Hackett got up. "I’ve still got some of the kids to see, ones
at the rink that night."
    "The rink," said Mendoza, still staring at
his map. "Yes. We’ll probably get the autopsy report by
tonight—the inquest’s been set for Tuesday. Yes— Vaya
. . . . todo es posible . Yes, you get on with
the routine, as becomes your rank—me, I’m taking the day off from
everything else, to shuffle through this deck again, por
decirlo asi —maybe there’s a
marked card to spot."
    He brooded over the map another minute when Hackett
had gone, and penciled in a line connecting the two circles. He
shrugged and said to himself, Maybe, maybe—folded the map away, got
his hat and coat and went out.
    Downstairs, as he paused to adjust the gray Homburg,
a couple of reporters cornered him; they asked a few desultory
questions about the Ramirez girl, but their real interest was in
Sergeant Galeano’s husband-killer, who was of a socially prominent
clan.
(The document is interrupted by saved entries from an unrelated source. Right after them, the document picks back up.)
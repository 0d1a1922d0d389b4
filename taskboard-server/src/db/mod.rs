//! Database layer - connection pool, schema bootstrap, and repositories
//!
//! ## Design Principles
//!
//! - **No ORM** - Direct SQL via sqlx for clarity and control
//! - **Parameterized queries** - All user input bound, never interpolated
//! - **Rely on DB constraints** - NOT NULL and foreign keys reject malformed
//!   rows; no check-then-insert
//! - **Positions are data** - Ordering lives in a `position` column, computed
//!   from the stored maximum at insert time

pub mod migrations;
pub mod pool;
pub mod repos;

pub use pool::{create_memory_pool, create_pool};
pub use repos::*;
//! Request payload helpers

use serde::Deserialize;

/// A value that may arrive as one item or as an array of items.
///
/// The bulk update endpoints accept `{"lists": {...}}` and
/// `{"lists": [{...}, ...]}` interchangeably; handlers normalize with
/// [`into_vec`](OneOrMany::into_vec) and always respond with an array.
#[derive(Debug, Clone, Deserialize)]
#[serde(untagged)]
pub enum OneOrMany<T> {
    One(T),
    Many(Vec<T>),
}

impl<T> OneOrMany<T> {
    /// Normalize to a vector, preserving input order.
    pub fn into_vec(self) -> Vec<T> {
        match self {
            Self::One(item) => vec![item],
            Self::Many(items) => items,
        }
    }
}
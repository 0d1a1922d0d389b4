//! Card endpoints

use std::sync::Arc;

use axum::{
    extract::{Path, State},
    http::StatusCode,
    routing::{delete, get},
    Json, Router,
};
use serde::{Deserialize, Serialize};
use serde_json::{json, Value};

use crate::db::repos::{Card, CardRepo, CardUpdate};
use crate::http::error::ApiError;
use crate::http::payload::OneOrMany;
use crate::http::server::AppState;

/// Create card request
#[derive(Deserialize)]
#[serde(rename_all = "camelCase")]
pub struct CreateCardRequest {
    pub title: Option<String>,
    pub list_id: Option<i64>,
}

/// Bulk update request: one item or an array of items under `cards`
#[derive(Deserialize)]
pub struct UpdateCardsRequest {
    pub cards: OneOrMany<CardUpdate>,
}

/// Card response
#[derive(Serialize)]
#[serde(rename_all = "camelCase")]
pub struct CardResponse {
    pub id: i64,
    pub title: String,
    pub description: Option<String>,
    pub position: i64,
    pub completed: bool,
    pub due_date: Option<String>,
    pub list_id: i64,
    pub created_at: String,
    pub updated_at: String,
}

impl From<Card> for CardResponse {
    fn from(c: Card) -> Self {
        Self {
            id: c.id,
            title: c.title,
            description: c.description,
            position: c.position,
            completed: c.completed,
            due_date: c.due_date.map(|d| d.to_rfc3339()),
            list_id: c.list_id,
            created_at: c.created_at.to_rfc3339(),
            updated_at: c.updated_at.to_rfc3339(),
        }
    }
}

/// GET /cards - all cards across every list
async fn list_cards(
    State(state): State<Arc<AppState>>,
) -> Result<Json<Vec<CardResponse>>, ApiError> {
    let cards = CardRepo::new(&state.pool).list().await?;
    Ok(Json(cards.into_iter().map(CardResponse::from).collect()))
}

/// GET /lists/{id}/cards - cards belonging to one list
async fn list_cards_for_list(
    State(state): State<Arc<AppState>>,
    Path(list_id): Path<i64>,
) -> Result<Json<Vec<CardResponse>>, ApiError> {
    let cards = CardRepo::new(&state.pool).list_for_list(list_id).await?;
    Ok(Json(cards.into_iter().map(CardResponse::from).collect()))
}

/// POST /cards - create a card at the end of its list
async fn create_card(
    State(state): State<Arc<AppState>>,
    Json(req): Json<CreateCardRequest>,
) -> Result<(StatusCode, Json<CardResponse>), ApiError> {
    let card = CardRepo::new(&state.pool).create(req.title, req.list_id).await?;
    Ok((StatusCode::CREATED, Json(CardResponse::from(card))))
}

/// PUT /cards - bulk update, all-or-nothing
///
/// Responds with the updated rows in input order, always as an array.
async fn update_cards(
    State(state): State<Arc<AppState>>,
    Json(req): Json<UpdateCardsRequest>,
) -> Result<Json<Vec<CardResponse>>, ApiError> {
    let items = req.cards.into_vec();
    let updated = CardRepo::new(&state.pool).bulk_update(&items).await?;
    Ok(Json(updated.into_iter().map(CardResponse::from).collect()))
}

/// DELETE /cards/{id} - delete a single card
async fn delete_card(
    State(state): State<Arc<AppState>>,
    Path(id): Path<i64>,
) -> Result<Json<Value>, ApiError> {
    let deleted = CardRepo::new(&state.pool).delete(id).await?;
    if deleted {
        Ok(Json(json!({ "message": "Card deleted" })))
    } else {
        Err(ApiError::NotFound {
            resource: "card",
            id: id.to_string(),
        })
    }
}

/// Card routes
pub fn router() -> Router<Arc<AppState>> {
    Router::new()
        .route("/cards", get(list_cards).post(create_card).put(update_cards))
        .route("/cards/{id}", delete(delete_card))
        .route("/lists/{id}/cards", get(list_cards_for_list))
}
The more sensational of the evening papers had put Elena
Ramirez on the front page, but it wasn’t a good carry-over
story—they couldn’t make much out of a Hartners’ stock-room
girl, and the boy friend wasn’t very colorful either. The
conservative papers had played it down, an ordinary back-street
mugging, and by tomorrow the others would relegate it to the middle
pages. They had the socialite, and the freight yard corpse, besides a
couple of visiting dignitaries and the Russians; and a two-bit
mugging in the Commerce Street area, that just happened to turn into
a murder, was nothing very new or remarkable.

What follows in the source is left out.